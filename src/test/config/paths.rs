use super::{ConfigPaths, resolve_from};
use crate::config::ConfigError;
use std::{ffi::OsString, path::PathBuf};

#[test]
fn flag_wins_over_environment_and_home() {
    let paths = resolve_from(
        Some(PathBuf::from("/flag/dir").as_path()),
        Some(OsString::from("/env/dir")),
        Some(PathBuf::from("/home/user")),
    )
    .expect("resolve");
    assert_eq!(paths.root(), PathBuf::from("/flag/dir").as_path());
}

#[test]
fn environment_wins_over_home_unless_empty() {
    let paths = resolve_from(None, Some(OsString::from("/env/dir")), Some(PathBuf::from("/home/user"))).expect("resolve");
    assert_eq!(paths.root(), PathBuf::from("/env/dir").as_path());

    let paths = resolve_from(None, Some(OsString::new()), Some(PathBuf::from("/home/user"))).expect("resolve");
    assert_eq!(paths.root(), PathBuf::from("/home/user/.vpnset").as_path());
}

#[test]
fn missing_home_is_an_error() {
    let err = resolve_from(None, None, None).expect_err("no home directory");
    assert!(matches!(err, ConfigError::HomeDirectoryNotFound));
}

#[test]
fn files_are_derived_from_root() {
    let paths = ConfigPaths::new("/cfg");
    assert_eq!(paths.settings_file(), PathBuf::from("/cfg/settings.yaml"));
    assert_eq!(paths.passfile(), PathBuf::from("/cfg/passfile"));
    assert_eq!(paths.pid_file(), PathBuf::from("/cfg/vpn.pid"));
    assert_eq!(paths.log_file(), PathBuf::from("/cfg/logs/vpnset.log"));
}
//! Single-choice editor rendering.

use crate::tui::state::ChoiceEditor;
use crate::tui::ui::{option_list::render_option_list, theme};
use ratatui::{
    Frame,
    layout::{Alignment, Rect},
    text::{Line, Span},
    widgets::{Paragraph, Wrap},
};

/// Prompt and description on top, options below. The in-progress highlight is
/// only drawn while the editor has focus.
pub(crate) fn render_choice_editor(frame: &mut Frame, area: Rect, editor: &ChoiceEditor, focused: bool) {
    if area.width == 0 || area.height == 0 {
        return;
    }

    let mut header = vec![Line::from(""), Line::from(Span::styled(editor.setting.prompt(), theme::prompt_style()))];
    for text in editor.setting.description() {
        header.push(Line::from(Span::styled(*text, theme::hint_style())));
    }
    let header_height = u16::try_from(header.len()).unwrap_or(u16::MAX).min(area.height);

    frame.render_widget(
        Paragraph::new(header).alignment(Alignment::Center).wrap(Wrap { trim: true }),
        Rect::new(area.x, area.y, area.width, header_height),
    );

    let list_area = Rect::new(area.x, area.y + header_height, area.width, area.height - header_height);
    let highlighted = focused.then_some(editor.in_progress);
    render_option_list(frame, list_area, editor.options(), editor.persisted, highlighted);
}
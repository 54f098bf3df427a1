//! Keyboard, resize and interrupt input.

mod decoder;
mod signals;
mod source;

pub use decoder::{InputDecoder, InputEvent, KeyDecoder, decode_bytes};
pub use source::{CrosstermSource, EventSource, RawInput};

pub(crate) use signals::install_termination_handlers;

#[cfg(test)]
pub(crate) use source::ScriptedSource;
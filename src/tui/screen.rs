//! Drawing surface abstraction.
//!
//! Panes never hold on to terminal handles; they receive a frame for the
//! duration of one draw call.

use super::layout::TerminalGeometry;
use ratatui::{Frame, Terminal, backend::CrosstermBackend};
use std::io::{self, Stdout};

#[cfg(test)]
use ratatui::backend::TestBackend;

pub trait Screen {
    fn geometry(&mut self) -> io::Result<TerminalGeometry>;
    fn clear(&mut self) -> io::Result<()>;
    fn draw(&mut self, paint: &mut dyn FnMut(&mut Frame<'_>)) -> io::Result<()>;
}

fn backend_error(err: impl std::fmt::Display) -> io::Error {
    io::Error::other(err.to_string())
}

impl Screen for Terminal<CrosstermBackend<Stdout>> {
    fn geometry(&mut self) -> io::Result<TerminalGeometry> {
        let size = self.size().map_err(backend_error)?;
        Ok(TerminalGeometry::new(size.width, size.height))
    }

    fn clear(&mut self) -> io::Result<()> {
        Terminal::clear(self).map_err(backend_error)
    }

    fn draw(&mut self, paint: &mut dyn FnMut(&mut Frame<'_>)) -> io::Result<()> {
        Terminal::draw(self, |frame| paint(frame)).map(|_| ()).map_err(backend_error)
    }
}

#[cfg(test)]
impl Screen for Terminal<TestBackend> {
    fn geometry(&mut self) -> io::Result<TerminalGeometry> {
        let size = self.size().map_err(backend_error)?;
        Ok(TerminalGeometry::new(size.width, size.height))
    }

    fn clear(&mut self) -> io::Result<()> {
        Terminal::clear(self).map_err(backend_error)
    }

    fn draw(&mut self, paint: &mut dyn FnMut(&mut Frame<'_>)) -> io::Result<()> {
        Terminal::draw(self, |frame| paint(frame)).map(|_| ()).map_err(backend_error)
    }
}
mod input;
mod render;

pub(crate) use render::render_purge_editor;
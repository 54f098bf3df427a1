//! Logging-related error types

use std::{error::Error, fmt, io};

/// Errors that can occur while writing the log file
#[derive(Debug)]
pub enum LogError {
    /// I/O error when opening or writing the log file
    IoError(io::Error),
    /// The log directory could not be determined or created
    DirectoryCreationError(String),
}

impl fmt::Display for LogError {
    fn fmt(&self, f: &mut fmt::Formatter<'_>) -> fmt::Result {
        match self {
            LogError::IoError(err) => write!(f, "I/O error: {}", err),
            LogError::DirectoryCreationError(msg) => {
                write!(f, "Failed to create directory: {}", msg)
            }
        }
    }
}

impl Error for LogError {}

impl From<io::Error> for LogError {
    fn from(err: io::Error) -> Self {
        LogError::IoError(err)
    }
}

■ ■ ■

■ **What to work on**:
Produce a verbatim copy of each record above.

■ **Solution**:
filename src/test/config/paths.rs
use super::{ConfigPaths, resolve_from};
use crate::config::ConfigError;
use std::{ffi::OsString, path::PathBuf};

#[test]
fn flag_wins_over_environment_and_home() {
    let paths = resolve_from(
        Some(PathBuf::from("/flag/dir").as_path()),
        Some(OsString::from("/env/dir")),
        Some(PathBuf::from("/home/user")),
    )
    .expect("resolve");
    assert_eq!(paths.root(), PathBuf::from("/flag/dir").as_path());
}

#[test]
fn environment_wins_over_home_unless_empty() {
    let paths = resolve_from(None, Some(OsString::from("/env/dir")), Some(PathBuf::from("/home/user"))).expect("resolve");
    assert_eq!(paths.root(), PathBuf::from("/env/dir").as_path());

    let paths = resolve_from(None, Some(OsString::new()), Some(PathBuf::from("/home/user"))).expect("resolve");
    assert_eq!(paths.root(), PathBuf::from("/home/user/.vpnset").as_path());
}

#[test]
fn missing_home_is_an_error() {
    let err = resolve_from(None, None, None).expect_err("no home directory");
    assert!(matches!(err, ConfigError::HomeDirectoryNotFound));
}

#[test]
fn files_are_derived_from_root() {
    let paths = ConfigPaths::new("/cfg");
    assert_eq!(paths.settings_file(), PathBuf::from("/cfg/settings.yaml"));
    assert_eq!(paths.passfile(), PathBuf::from("/cfg/passfile"));
    assert_eq!(paths.pid_file(), PathBuf::from("/cfg/vpn.pid"));
    assert_eq!(paths.log_file(), PathBuf::from("/cfg/logs/vpnset.log"));
}
//! Single-choice editor rendering.

use crate::tui::state::ChoiceEditor;
use crate::tui::ui::{option_list::render_option_list, theme};
use ratatui::{
    Frame,
    layout::{Alignment, Rect},
    text::{Line, Span},
    widgets::{Paragraph, Wrap},
};

/// Prompt and description on top, options below. The in-progress highlight is
/// only drawn while the editor has focus.
pub(crate) fn render_choice_editor(frame: &mut Frame, area: Rect, editor: &ChoiceEditor, focused: bool) {
    if area.width == 0 || area.height == 0 {
        return;
    }

    let mut header = vec![Line::from(""), Line::from(Span::styled(editor.setting.prompt(), theme::prompt_style()))];
    for text in editor.setting.description() {
        header.push(Line::from(Span::styled(*text, theme::hint_style())));
    }
    let header_height = u16::try_from(header.len()).unwrap_or(u16::MAX).min(area.height);

    frame.render_widget(
        Paragraph::new(header).alignment(Alignment::Center).wrap(Wrap { trim: true }),
        Rect::new(area.x, area.y, area.width, header_height),
    );

    let list_area = Rect::new(area.x, area.y + header_height, area.width, area.height - header_height);
    let highlighted = focused.then_some(editor.in_progress);
    render_option_list(frame, list_area, editor.options(), editor.persisted, highlighted);
}
repository 54f098bf3df427a1
//! Keyboard, resize and interrupt input.

mod decoder;
mod signals;
mod source;

pub use decoder::{InputDecoder, InputEvent, KeyDecoder, decode_bytes};
pub use source::{CrosstermSource, EventSource, RawInput};

pub(crate) use signals::install_termination_handlers;

#[cfg(test)]
pub(crate) use source::ScriptedSource;
filename src/tui/screen.rs
//! Drawing surface abstraction.
//!
//! Panes never hold on to terminal handles; they receive a frame for the
//! duration of one draw call.

use super::layout::TerminalGeometry;
use ratatui::{Frame, Terminal, backend::CrosstermBackend};
use std::io::{self, Stdout};

#[cfg(test)]
use ratatui::backend::TestBackend;

pub trait Screen {
    fn geometry(&mut self) -> io::Result<TerminalGeometry>;
    fn clear(&mut self) -> io::Result<()>;
    fn draw(&mut self, paint: &mut dyn FnMut(&mut Frame<'_>)) -> io::Result<()>;
}

fn backend_error(err: impl std::fmt::Display) -> io::Error {
    io::Error::other(err.to_string())
}

impl Screen for Terminal<CrosstermBackend<Stdout>> {
    fn geometry(&mut self) -> io::Result<TerminalGeometry> {
        let size = self.size().map_err(backend_error)?;
        Ok(TerminalGeometry::new(size.width, size.height))
    }

    fn clear(&mut self) -> io::Result<()> {
        Terminal::clear(self).map_err(backend_error)
    }

    fn draw(&mut self, paint: &mut dyn FnMut(&mut Frame<'_>)) -> io::Result<()> {
        Terminal::draw(self, |frame| paint(frame)).map(|_| ()).map_err(backend_error)
    }
}

#[cfg(test)]
impl Screen for Terminal<TestBackend> {
    fn geometry(&mut self) -> io::Result<TerminalGeometry> {
        let size = self.size().map_err(backend_error)?;
        Ok(TerminalGeometry::new(size.width, size.height))
    }

    fn clear(&mut self) -> io::Result<()> {
        Terminal::clear(self).map_err(backend_error)
    }

    fn draw(&mut self, paint: &mut dyn FnMut(&mut Frame<'_>)) -> io::Result<()> {
        Terminal::draw(self, |frame| paint(frame)).map(|_| ()).map_err(backend_error)
    }
}
mod input;
mod render;

pub(crate) use render::render_purge_editor;
repository 54f098bf3df427a1
//! Logging-related error types

use std::{error::Error, fmt, io};

/// Errors that can occur while writing the log file
#[derive(Debug)]
pub enum LogError {
    /// I/O error when opening or writing the log file
    IoError(io::Error),
    /// The log directory could not be determined or created
    DirectoryCreationError(String),
}

impl fmt::Display for LogError {
    fn fmt(&self, f: &mut fmt::Formatter<'_>) -> fmt::Result {
        match self {
            LogError::IoError(err) => write!(f, "I/O error: {}", err),
            LogError::DirectoryCreationError(msg) => {
                write!(f, "Failed to create directory: {}", msg)
            }
        }
    }
}

impl Error for LogError {}

impl From<io::Error> for LogError {
    fn from(err: io::Error) -> Self {
        LogError::IoError(err)
    }
}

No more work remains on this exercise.